* The task
The line containing "no matching rule." marks the end: output every line of the data up to it, and that line too, exactly as written.

* Data under study

use serde::{Deserialize, Serialize};

/// The outcome of evaluating a request against the rule tables.
#[derive(Debug, Clone, PartialEq, Serialize, Deserialize)]
pub struct AccessDecision {
    pub verdict: Verdict,
    /// Pattern of the rule that decided the request, if any rule matched.
    #[serde(skip_serializing_if = "Option::is_none")]
    pub matched_rule: Option<String>,
    /// Human-readable reason explaining the decision.
    pub reason: String,
}

#[derive(Debug, Clone, Copy, PartialEq, Eq, Serialize, Deserialize)]
#[serde(rename_all = "snake_case")]
pub enum Verdict {
    Allow,
    Deny,
}

impl AccessDecision {
    pub fn allow(rule: impl Into<String>, reason: impl Into<String>) -> Self {
        Self {
            verdict: Verdict::Allow,
            matched_rule: Some(rule.into()),
            reason: reason.into(),
        }
    }

    /// Deny attributed to a matched rule.
    pub fn deny(rule: impl Into<String>, reason: impl Into<String>) -> Self {
        Self {
            verdict: Verdict::Deny,
            matched_rule: Some(rule.into()),
            reason: reason.into(),
        }
    }

    /// Deny with no matching rule.
    pub fn deny_default(reason: impl Into<String>) -> Self {
        Self {
            verdict: Verdict::Deny,
            matched_rule: None,
            reason: reason.into(),
        }
    }

    pub fn is_allowed(&self) -> bool {
        self.verdict == Verdict::Allow
    }
}
fn arithmetic(op: BinOp, a: &Value, b: &Value) -> Result<Value, EvalError> {
    if let (Value::Number(x), Value::Number(y)) = (a, b) {
        if let (Some(x), Some(y)) = (x.as_i64(), y.as_i64()) {
            let result = match op {
                BinOp::Add => x.checked_add(y),
                BinOp::Sub => x.checked_sub(y),
                _ => x.checked_mul(y),
            };
            return result.map(Value::from).ok_or(EvalError::Overflow);
        }
        let (x, y) = x
            .as_f64()
            .zip(y.as_f64())
            .ok_or_else(|| EvalError::Type("non-finite number".to_string()))?;
        let result = match op {
            BinOp::Add => x + y,
            BinOp::Sub => x - y,
            _ => x * y,
        };
        return serde_json::Number::from_f64(result)
            .map(Value::Number)
            .ok_or(EvalError::Overflow);
    }
    match (op, a, b) {
        (BinOp::Add, Value::String(x), Value::String(y)) => Ok(Value::String(format!("{x}{y}"))),
        (BinOp::Add, Value::Array(x), Value::Array(y)) => {
            Ok(Value::Array(x.iter().chain(y).cloned().collect()))
        }
        _ => Err(EvalError::Type(format!(
            "'{}' on {} and {}",
            op.symbol(),
            kind(a),
            kind(b)
        ))),
    }
}

fn binary(op: BinOp, a: &Value, b: &Value) -> Result<Value, EvalError> {
    let result = match op {
        BinOp::Eq => values_equal(a, b),
        BinOp::Ne => !values_equal(a, b),
        BinOp::Lt => ordering(a, b)?.is_lt(),
        BinOp::Le => ordering(a, b)?.is_le(),
        BinOp::Gt => ordering(a, b)?.is_gt(),
        BinOp::Ge => ordering(a, b)?.is_ge(),
        BinOp::In => contains(a, b)?,
        BinOp::Add | BinOp::Sub | BinOp::Mul => return arithmetic(op, a, b),
    };
    Ok(Value::Bool(result))
}

/// Build the `request` object visible to conditions.
pub(crate) fn request_value(
    identity: Option<&str>,
    method: &str,
    path: &str,
    incoming: Option<Value>,
) -> Value {
    let auth = match identity {
        Some(uid) => {
            let mut auth = Map::new();
            auth.insert("uid".to_string(), Value::String(uid.to_string()));
            Value::Object(auth)
        }
        None => Value::Null,
    };
    let mut request = Map::new();
    request.insert("auth".to_string(), auth);
    request.insert("method".to_string(), Value::String(method.to_string()));
    request.insert("path".to_string(), Value::String(path.to_string()));
    request.insert("resource".to_string(), incoming.unwrap_or(Value::Null));
    Value::Object(request)
}
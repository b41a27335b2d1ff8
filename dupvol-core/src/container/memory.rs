use std::collections::HashMap;
use std::io::{self, Read, Write};

use chrono::{DateTime, Utc};

use super::{matches_prefix, CompressionHint, VolumeContainer};

#[derive(Clone, Debug)]
struct MemoryEntry {
    name: String,
    data: Vec<u8>,
    modified: DateTime<Utc>,
    hint: CompressionHint,
}

/// Container that keeps every entry in memory.
///
/// Cloning gives an independent snapshot, which is how tests reopen a freshly
/// written volume for reading.
#[derive(Clone, Debug, Default)]
pub struct MemoryContainer {
    entries: Vec<MemoryEntry>,
    by_name: HashMap<String, usize>,
}

impl MemoryContainer {
    pub fn new() -> Self {
        Self::default()
    }

    /// Raw content of an entry.
    pub fn get(&self, name: &str) -> Option<&[u8]> {
        self.by_name.get(name).map(|&i| self.entries[i].data.as_slice())
    }

    pub fn modified(&self, name: &str) -> Option<DateTime<Utc>> {
        self.by_name.get(name).map(|&i| self.entries[i].modified)
    }

    pub fn hint(&self, name: &str) -> Option<CompressionHint> {
        self.by_name.get(name).map(|&i| self.entries[i].hint)
    }

    /// Store an entry directly, bypassing any volume writer.
    pub fn insert(&mut self, name: &str, data: Vec<u8>) {
        let entry = MemoryEntry {
            name: name.to_string(),
            data,
            modified: crate::util::now(),
            hint: CompressionHint::Default,
        };
        match self.by_name.get(name) {
            Some(&i) => self.entries[i] = entry,
            None => {
                self.by_name.insert(name.to_string(), self.entries.len());
                self.entries.push(entry);
            }
        }
    }

    pub fn len(&self) -> usize {
        self.entries.len()
    }

    pub fn is_empty(&self) -> bool {
        self.entries.is_empty()
    }
}

impl VolumeContainer for MemoryContainer {
    fn open_read(&self, name: &str) -> io::Result<Box<dyn Read + '_>> {
        match self.by_name.get(name) {
            Some(&i) => Ok(Box::new(self.entries[i].data.as_slice())),
            None => {
                Err(io::Error::new(io::ErrorKind::NotFound, format!("no entry named {name:?}")))
            }
        }
    }

    fn create_file(
        &mut self,
        name: &str,
        hint: CompressionHint,
        modified: DateTime<Utc>,
    ) -> io::Result<Box<dyn Write + '_>> {
        self.insert(name, Vec::new());
        let i = self.by_name[name];
        let entry = &mut self.entries[i];
        entry.modified = modified;
        entry.hint = hint;
        Ok(Box::new(&mut entry.data))
    }

    fn list_files_with_size(&self, prefix: Option<&str>) -> io::Result<Vec<(String, u64)>> {
        Ok(self
            .entries
            .iter()
            .filter(|e| matches_prefix(&e.name, prefix))
            .map(|e| (e.name.clone(), e.data.len() as u64))
            .collect())
    }

    fn size(&self) -> u64 {
        self.entries.iter().map(|e| e.data.len() as u64).sum()
    }

    fn file_exists(&self, name: &str) -> io::Result<bool> {
        Ok(self.by_name.contains_key(name))
    }
}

* Task answer
use serde::{Deserialize, Serialize};

/// The outcome of evaluating a request against the rule tables.
#[derive(Debug, Clone, PartialEq, Serialize, Deserialize)]
pub struct AccessDecision {
    pub verdict: Verdict,
    /// Pattern of the rule that decided the request, if any rule matched.
    #[serde(skip_serializing_if = "Option::is_none")]
    pub matched_rule: Option<String>,
    /// Human-readable reason explaining the decision.
    pub reason: String,
}

#[derive(Debug, Clone, Copy, PartialEq, Eq, Serialize, Deserialize)]
#[serde(rename_all = "snake_case")]
pub enum Verdict {
    Allow,
    Deny,
}

impl AccessDecision {
    pub fn allow(rule: impl Into<String>, reason: impl Into<String>) -> Self {
        Self {
            verdict: Verdict::Allow,
            matched_rule: Some(rule.into()),
            reason: reason.into(),
        }
    }

    /// Deny attributed to a matched rule.
    pub fn deny(rule: impl Into<String>, reason: impl Into<String>) -> Self {
        Self {
            verdict: Verdict::Deny,
            matched_rule: Some(rule.into()),
            reason: reason.into(),
        }
    }

    /// Deny with no matching rule.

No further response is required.